RUCAIBox / RecBole

A unified, comprehensive and efficient recommendation library
https://recbole.io/
MIT License
3.48k stars 615 forks source link

[🐛BUG] full_sort_scores cuda error #1964

Open IFShirokikh opened 10 months ago

IFShirokikh commented 10 months ago

Describe the bug I am able to train the model, but I cannot get predictions on the test sample.
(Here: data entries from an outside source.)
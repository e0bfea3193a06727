use std::collections::HashMap;
use std::fs;
use std::path::Path;
use std::time::Duration;

use serde::Deserialize;
use thiserror::Error;

use crate::util::paths::config_path;

use super::default_shortcuts::default_shortcuts;
use super::shortcuts::ShortcutMap;

/// Example configuration file contents (bundled with the binary)
pub const EXAMPLE_CONFIG: &str = include_str!("config.toml.example");

/// Environment variable consulted when the theme setting is `system`
pub const COLOR_SCHEME_ENV: &str = "CHATDECK_COLOR_SCHEME";

#[derive(Error, Debug)]
pub enum ConfigError {
    #[error("Failed to read config file: {0}")]
    Read(#[from] std::io::Error),
    #[error("Failed to parse config file: {0}")]
    Parse(#[from] toml::de::Error),
}

/// Theme used until the user picks one in the app
#[derive(Debug, Clone, Copy, Deserialize, PartialEq, Eq, Default)]
#[serde(rename_all = "kebab-case")]
pub enum ThemeSetting {
    Light,
    Dark,
    #[default]
    System,
}

impl ThemeSetting {
    /// Whether this setting resolves to a dark colour scheme
    pub fn prefers_dark(&self) -> bool {
        match self {
            ThemeSetting::Light => false,
            ThemeSetting::Dark => true,
            ThemeSetting::System => std::env::var(COLOR_SCHEME_ENV)
                .map(|v| v.trim().eq_ignore_ascii_case("dark"))
                .unwrap_or(false),
        }
    }
}

#[derive(Debug, Clone, Copy, Deserialize, PartialEq, Eq, Default)]
#[serde(rename_all = "kebab-case")]
pub enum StorageBackend {
    #[default]
    Sqlite,
    Memory,
}

/// Application configuration
#[derive(Debug, Clone)]
pub struct Config {
    /// Theme fallback when nothing is persisted
    pub theme: ThemeSetting,
    /// Language fallback when nothing is persisted (None = derive from $LANG)
    pub language: Option<String>,
    /// Initial viewport width
    pub viewport_width: u32,
    /// Initial viewport height
    pub viewport_height: u32,
    /// Where theme/language/preferences are persisted
    pub storage: StorageBackend,
    /// Quiet period for search-as-you-type
    pub search_debounce: Duration,
    /// Default shortcuts with user overrides merged on top
    pub shortcuts: ShortcutMap,
}

impl Default for Config {
    fn default() -> Self {
        Self {
            theme: ThemeSetting::System,
            language: None,
            viewport_width: 1280,
            viewport_height: 800,
            storage: StorageBackend::Sqlite,
            search_debounce: Duration::from_millis(300),
            shortcuts: default_shortcuts(),
        }
    }
}

#[derive(Debug, Clone, Default, Deserialize)]
pub struct TomlAppearanceConfig {
    pub theme: Option<ThemeSetting>,
    pub language: Option<String>,
}

#[derive(Debug, Clone, Default, Deserialize)]
pub struct TomlViewportConfig {
    pub width: Option<u32>,
    pub height: Option<u32>,
}

#[derive(Debug, Clone, Default, Deserialize)]
pub struct TomlStorageConfig {
    pub backend: Option<StorageBackend>,
}

#[derive(Debug, Clone, Default, Deserialize)]
pub struct TomlSearchConfig {
    pub debounce_ms: Option<u64>,
}

/// TOML representation of the config file
#[derive(Debug, Clone, Default, Deserialize)]
pub struct TomlConfig {
    pub appearance: Option<TomlAppearanceConfig>,
    pub viewport: Option<TomlViewportConfig>,
    pub storage: Option<TomlStorageConfig>,
    pub search: Option<TomlSearchConfig>,
    /// Shortcut -> action-name overrides
    pub shortcuts: Option<HashMap<String, String>>,
}

impl Config {
    /// Load configuration from the default location, merging with defaults.
    ///
    /// Writes the bundled example on first run. A file that cannot be read or
    /// parsed is logged and ignored.
    pub fn load() -> Self {
        let config_file = config_path();

        if !config_file.exists() {
            Self::create_default_config(&config_file);
        }

        match Self::load_from(&config_file) {
            Ok(config) => config,
            Err(e) => {
                tracing::warn!(
                    path = %config_file.display(),
                    error = %e,
                    "Ignoring unreadable config file"
                );
                Config::default()
            }
        }
    }

    /// Load configuration from a specific file (missing file = defaults)
    pub fn load_from(path: &Path) -> Result<Self, ConfigError> {
        if !path.exists() {
            return Ok(Config::default());
        }
        let contents = fs::read_to_string(path)?;
        Self::from_toml_str(&contents)
    }

    /// Parse TOML contents and merge them onto the defaults
    pub fn from_toml_str(contents: &str) -> Result<Self, ConfigError> {
        let toml_config: TomlConfig = toml::from_str(contents)?;
        let mut config = Config::default();
        config.apply(toml_config);
        Ok(config)
    }

    fn apply(&mut self, toml_config: TomlConfig) {
        if let Some(appearance) = toml_config.appearance {
            if let Some(theme) = appearance.theme {
                self.theme = theme;
            }
            if let Some(language) = appearance.language {
                self.language = Some(language);
            }
        }

        if let Some(viewport) = toml_config.viewport {
            if let Some(width) = viewport.width {
                self.viewport_width = width;
            }
            if let Some(height) = viewport.height {
                self.viewport_height = height;
            }
        }

        if let Some(storage) = toml_config.storage {
            if let Some(backend) = storage.backend {
                self.storage = backend;
            }
        }

        if let Some(search) = toml_config.search {
            if let Some(ms) = search.debounce_ms {
                self.search_debounce = Duration::from_millis(ms);
            }
        }

        // Merge user shortcuts on top of defaults
        if let Some(shortcuts) = toml_config.shortcuts {
            self.shortcuts.merge(shortcuts);
        }
    }

    /// Create the default config file from the bundled example
    fn create_default_config(path: &Path) {
        if let Some(parent) = path.parent() {
            if !parent.exists() {
                if let Err(e) = fs::create_dir_all(parent) {
                    tracing::warn!(error = %e, "Failed to create config directory");
                    return;
                }
            }
        }

        if let Err(e) = fs::write(path, EXAMPLE_CONFIG) {
            tracing::warn!(error = %e, "Failed to write default config");
        }
    }

    pub fn with_storage(mut self, storage: StorageBackend) -> Self {
        self.storage = storage;
        self
    }

    pub fn with_viewport(mut self, width: u32, height: u32) -> Self {
        self.viewport_width = width;
        self.viewport_height = height;
        self
    }

    /// Language fallback: configured value, else the primary subtag of $LANG, else "en"
    pub fn fallback_language(&self) -> String {
        if let Some(language) = self.language.as_deref().filter(|l| !l.trim().is_empty()) {
            return language.trim().to_string();
        }
        std::env::var("LANG")
            .ok()
            .and_then(|lang| language_from_locale(&lang))
            .unwrap_or_else(|| "en".to_string())
    }
}

/// Extract a language code from a POSIX locale (`de_DE.UTF-8` -> `de`)
pub fn language_from_locale(locale: &str) -> Option<String> {
    let primary = locale
        .split(['_', '-', '.', '@'])
        .next()
        .map(str::trim)
        .filter(|s| !s.is_empty())?;

    match primary {
        "C" | "POSIX" => None,
        code => Some(code.to_ascii_lowercase()),
    }
}
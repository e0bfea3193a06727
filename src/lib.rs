pub mod config;
pub mod data;
pub mod ui;
pub mod util;

pub use config::Config;
pub use data::{AppStateStore, KeyValueStore, MemoryStore, StorageError, StorageKey};
pub use ui::{Action, SessionDefaults, UiState, UiStore};
pub use util::Debouncer;
//! App state data access object (key-value store)

use chrono::Utc;
use parking_lot::Mutex;
use rusqlite::{params, Connection};
use std::path::{Path, PathBuf};
use std::sync::Arc;

use super::migrations;
use super::storage::{KeyValueStore, StorageError};

/// SQLite-backed key-value store over the `app_state` table
#[derive(Clone)]
pub struct AppStateStore {
    conn: Arc<Mutex<Connection>>,
    path: PathBuf,
}

impl AppStateStore {
    /// Open (or create) the state database at `path`, bringing its schema up
    /// to date
    pub fn open(path: impl Into<PathBuf>) -> Result<Self, StorageError> {
        let path = path.into();
        if let Some(parent) = path.parent() {
            std::fs::create_dir_all(parent).map_err(StorageError::CreateDir)?;
        }

        let mut conn = Connection::open(&path)?;
        migrations::run_migrations(&mut conn)?;
        tracing::debug!(path = %path.display(), "Opened state database");

        Ok(Self {
            conn: Arc::new(Mutex::new(conn)),
            path,
        })
    }

    pub fn path(&self) -> &Path {
        &self.path
    }
}

impl std::fmt::Debug for AppStateStore {
    fn fmt(&self, f: &mut std::fmt::Formatter<'_>) -> std::fmt::Result {
        f.debug_struct("AppStateStore")
            .field("path", &self.path)
            .finish()
    }
}

impl KeyValueStore for AppStateStore {
    fn get(&self, key: &str) -> Result<Option<String>, StorageError> {
        let conn = self.conn.lock();
        let mut stmt = conn.prepare("SELECT value FROM app_state WHERE key = ?1")?;
        let mut rows = stmt.query(params![key])?;

        if let Some(row) = rows.next()? {
            Ok(Some(row.get(0)?))
        } else {
            Ok(None)
        }
    }

    fn set(&self, key: &str, value: &str) -> Result<(), StorageError> {
        let conn = self.conn.lock();
        conn.execute(
            "INSERT INTO app_state (key, value, updated_at)
             VALUES (?1, ?2, ?3)
             ON CONFLICT(key) DO UPDATE SET value = ?2, updated_at = ?3",
            params![key, value, Utc::now().to_rfc3339()],
        )?;
        Ok(())
    }

    fn delete(&self, key: &str) -> Result<(), StorageError> {
        let conn = self.conn.lock();
        conn.execute("DELETE FROM app_state WHERE key = ?1", params![key])?;
        Ok(())
    }
}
To Reproduce I'm attaching to https://drive.google.com/drive/folders/1YLS0R41sWbDvL3_CxEsSmc9n0UbNXwbH:

  1. "hh.yaml"
  2. jupyter notebook "Recbole example.ipynb" with error (I stopped training after 1 epoch to reproduce the error faster)
  3. data for training: "hh_recbole"
  4. saved model: "saved"

Expected behavior I wanted to reproduce https://recbole.io/docs/user_guide/usage/case_study.html

Screenshots

image image

Desktop:

IFShirokikh commented 10 months ago

Further restarts of the error cell lead to the following result:

image
IFShirokikh commented 10 months ago

A similar error occurred during several epochs when the model tried to load the last most successful attempt. Therefore, the problem has become critical - it is impossible not to train or test the model train log.txt

BoXiaohe commented 10 months ago

Thanks for your attention to RecBole! As for your problem, you can try advice below.

  1. CUDA Compatibility: Ensure that your GPU is CUDA-compatible and check if your GPU is listed in the official PyTorch CUDA support documentation https://pytorch.org/get-started/previous-versions/.
  2. PyTorch Installation: Verify that you have installed the correct version of PyTorch that corresponds to your CUDA version. Hope this could help you!